Things JSON deliberately doesn't have

Crockford has been remarkably consistent about refusing extensions. The case for each absence is worth understanding because every other format in the same niche made the opposite choice and paid for it.

  • No comments. Crockford's argument: as soon as you allow comments, people put parser directives in them, and now your comments are part of your protocol. He once said removing comments from JSON was "the only thing I have any regrets about." Most developers think this was a mistake. They're probably wrong, given what happened to the config-file ecosystem (more on that below).
  • No trailing commas. Allowing them makes diffs cleaner — every line of an object or array becomes a self-contained edit instead of one line being special. JSON5 adds them. Standard JSON parsers reject them, hard.
  • No dates. A date in JSON is a string. The convention is RFC 3339 / ISO 8601 (2026-06-01T12:00:00Z), but the spec doesn't enforce that, and you'll meet APIs that return Unix milliseconds, Unix seconds, /Date(123456)/, or pretty-printed locale strings. There is no way to disambiguate without out-of-band knowledge.
  • No integer type. JSON has one number type. Whether 1 is an integer or 1.0 is a float is up to the parser. JavaScript's JSON.parse returns number for both, which is an IEEE 754 double, which can't represent integers larger than 2^53 - 1 exactly. This is the cause of the most common silent JSON bug — see below.
  • No NaN or Infinity. They're not valid JSON. JSON.stringify({x: NaN}) in JavaScript serializes them as null, which is a different value, which silently wrecks downstream parsers expecting numbers.
  • No binary. Want to embed bytes? Base64 them and put them in a string. Pay the 33% size tax. Or use a different format.
  • No references / cycles. Try to JSON.stringify a graph with a cycle and the parser throws. There's no &id / *id syntax like YAML's anchors.

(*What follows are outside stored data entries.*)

use parking_lot::Mutex;
use std::{
    panic::{catch_unwind, AssertUnwindSafe},
    sync::Arc,
};
use tracing::{debug, error, info_span, warn};

use crate::{
    any::{self, downcast, Instance, TypeInfo},
    backend::ResolutionBackend,
    errors::{ResolveErrorKind, ScopeErrorKind},
    scope::{ScopeHandle, ScopeId},
};

/// Hand-written object graph of the application.
///
/// No registrations, no reflection: the root builds whatever it knows how to build
/// and returns `None` for everything else.
pub trait CompositionRoot: Send + Sync + 'static {
    /// Builds an instance of `type_info`. Use [`CompositionScope::scoped`] for per-scope instances.
    fn compose(&self, scope: &CompositionScope, type_info: TypeInfo) -> Option<Instance>;

    /// Releases the scoped instances when the scope ends.
    #[allow(unused_variables)]
    fn dispose(&self, scope: &CompositionScope) {}
}

/// Per-scope storage of a [`CompositionRoot`].
pub struct CompositionScope {
    owner: ScopeId,
    instances: Mutex<any::Map>,
}

impl CompositionScope {
    /// Gets the instance of `T` created for this scope, creating it with `f` on first use.
    ///
    /// The lock isn't held while `f` runs, so `f` may ask the scope for other instances.
    /// If two flows race, the first stored instance is returned to both.
    pub fn scoped<T: Send + Sync + 'static>(&self, f: impl FnOnce() -> T) -> Arc<T> {
        let type_info = TypeInfo::of::<T>();
        if let Some(instance) = self.get::<T>() {
            return instance;
        }

        let created = Arc::new(f());
        let mut instances = self.instances.lock();
        if let Some(instance) = instances.get(&type_info).cloned().and_then(|instance| downcast(instance).ok()) {
            return instance;
        }
        instances.insert(type_info, created.clone());
        created
    }

    /// Gets the instance of `T` created for this scope, if any.
    #[inline]
    #[must_use]
    pub fn get<T: Send + Sync + 'static>(&self) -> Option<Arc<T>> {
        let instance = self.instances.lock().get(&TypeInfo::of::<T>()).cloned()?;
        downcast(instance).ok()
    }

    #[inline]
    #[must_use]
    pub fn len(&self) -> usize {
        self.instances.lock().len()
    }

    #[inline]
    #[must_use]
    pub fn is_empty(&self) -> bool {
        self.instances.lock().is_empty()
    }
}

/// Backend over a [`CompositionRoot`] (pure DI).
pub struct CompositionRootBackend<R> {
    root: R,
    id: ScopeId,
}

impl<R: CompositionRoot> CompositionRootBackend<R> {
    #[inline]
    #[must_use]
    pub fn new(root: R) -> Self {
        Self { root, id: ScopeId::next() }
    }

    #[inline]
    #[must_use]
    pub const fn root(&self) -> &R {
        &self.root
    }

    fn scope<'a>(&self, scope: &'a ScopeHandle) -> Option<&'a CompositionScope> {
        scope.state::<CompositionScope>().filter(|state| state.owner == self.id)
    }
}

impl<R: CompositionRoot> ResolutionBackend for CompositionRootBackend<R> {
    fn name(&self) -> &'static str {
        "composition-root"
    }

    fn begin_scope(&self) -> Result<ScopeHandle, ScopeErrorKind> {
        let scope = ScopeHandle::new(CompositionScope {
            owner: self.id,
            instances: Mutex::new(any::Map::new()),
        });
        debug!(backend = self.name(), scope = %scope.id(), "Scope begun");
        Ok(scope)
    }

    fn resolve(&self, scope: &ScopeHandle, type_info: TypeInfo) -> Result<Instance, ResolveErrorKind> {
        let span = info_span!("resolve", backend = self.name(), dependency = type_info.name, scope = %scope.id());
        let _guard = span.enter();

        let Some(state) = self.scope(scope).filter(|_| scope.is_active()) else {
            error!("Scope isn't active");
            return Err(ResolveErrorKind::NoActiveScope);
        };

        match self.root.compose(state, type_info) {
            Some(_) if !scope.is_active() => {
                warn!("Scope ended while composing");
                Err(ResolveErrorKind::NoActiveScope)
            }
            Some(instance) => {
                debug!("Composed");
                Ok(instance)
            }
            None => {
                let err = ResolveErrorKind::UnregisteredType { type_info };
                error!("{}", err);
                Err(err)
            }
        }
    }

    fn end_scope(&self, scope: &ScopeHandle) {
        let Some(state) = self.scope(scope) else {
            warn!(backend = self.name(), scope = %scope.id(), "Scope belongs to another backend");
            return;
        };
        if !scope.mark_disposed() {
            warn!(backend = self.name(), scope = %scope.id(), "Scope already disposed");
            return;
        }

        if catch_unwind(AssertUnwindSafe(|| self.root.dispose(state))).is_err() {
            error!(backend = self.name(), scope = %scope.id(), "Composition root panicked while disposing scope");
        }
        state.instances.lock().clear();
        debug!(backend = self.name(), scope = %scope.id(), "Scope ended");
    }
}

The cost of every one of these absences is real. The benefit is that JSON parsers are tiny, fast, predictable, and exist in every language without a single ambiguity to negotiate. Crockford's bet was that simplicity at the format level would beat features. He won.

The number trap

This is the one that bites everyone in production at least once.

JSON.parse('{"id": 12345678901234567890}').id
// => 12345678901234570000

JavaScript's JSON.parse rounds large integers to the nearest representable double. Twitter learned this the hard way around 2010 when their tweet IDs crossed 2^53; clients silently corrupted IDs and threaded conversations broke. They added a id_str field as a string and told everyone to use that.

Most languages other than JavaScript handle this better. Python's json.loads returns a int of arbitrary precision. Go's encoding/json will, if you use json.Number. Java's Jackson can be configured for BigInteger. But the format itself doesn't tell the parser which is correct, so your producer and consumer have to agree out of band.

The pragmatic rule: if an integer can exceed 2^53 - 1 (= 9,007,199,254,740,991), serialize it as a string. Database IDs, transaction IDs, anything snowflake-shaped. Lose 6 bytes per ID, gain a system that doesn't silently corrupt data on the JavaScript side.

Object key uniqueness

RFC 8259 says: "The names within an object SHOULD be unique." Note the SHOULD. Not MUST.

{"foo": 1, "foo": 2}

This is technically valid JSON. The behavior is "implementation-defined." JavaScript's JSON.parse returns the last value ({foo: 2}). Python's json.loads does the same. Java's Jackson by default takes the last. Go's encoding/json into a struct also takes the last; into a map, also the last.

Almost every implementation agrees by accident, but nothing in the spec requires it. If you're generating JSON and have a duplicate key, you should not assume your consumer sees the value you think it does. If you're parsing JSON and the input has a duplicate key, that input is hostile or buggy and should probably be rejected.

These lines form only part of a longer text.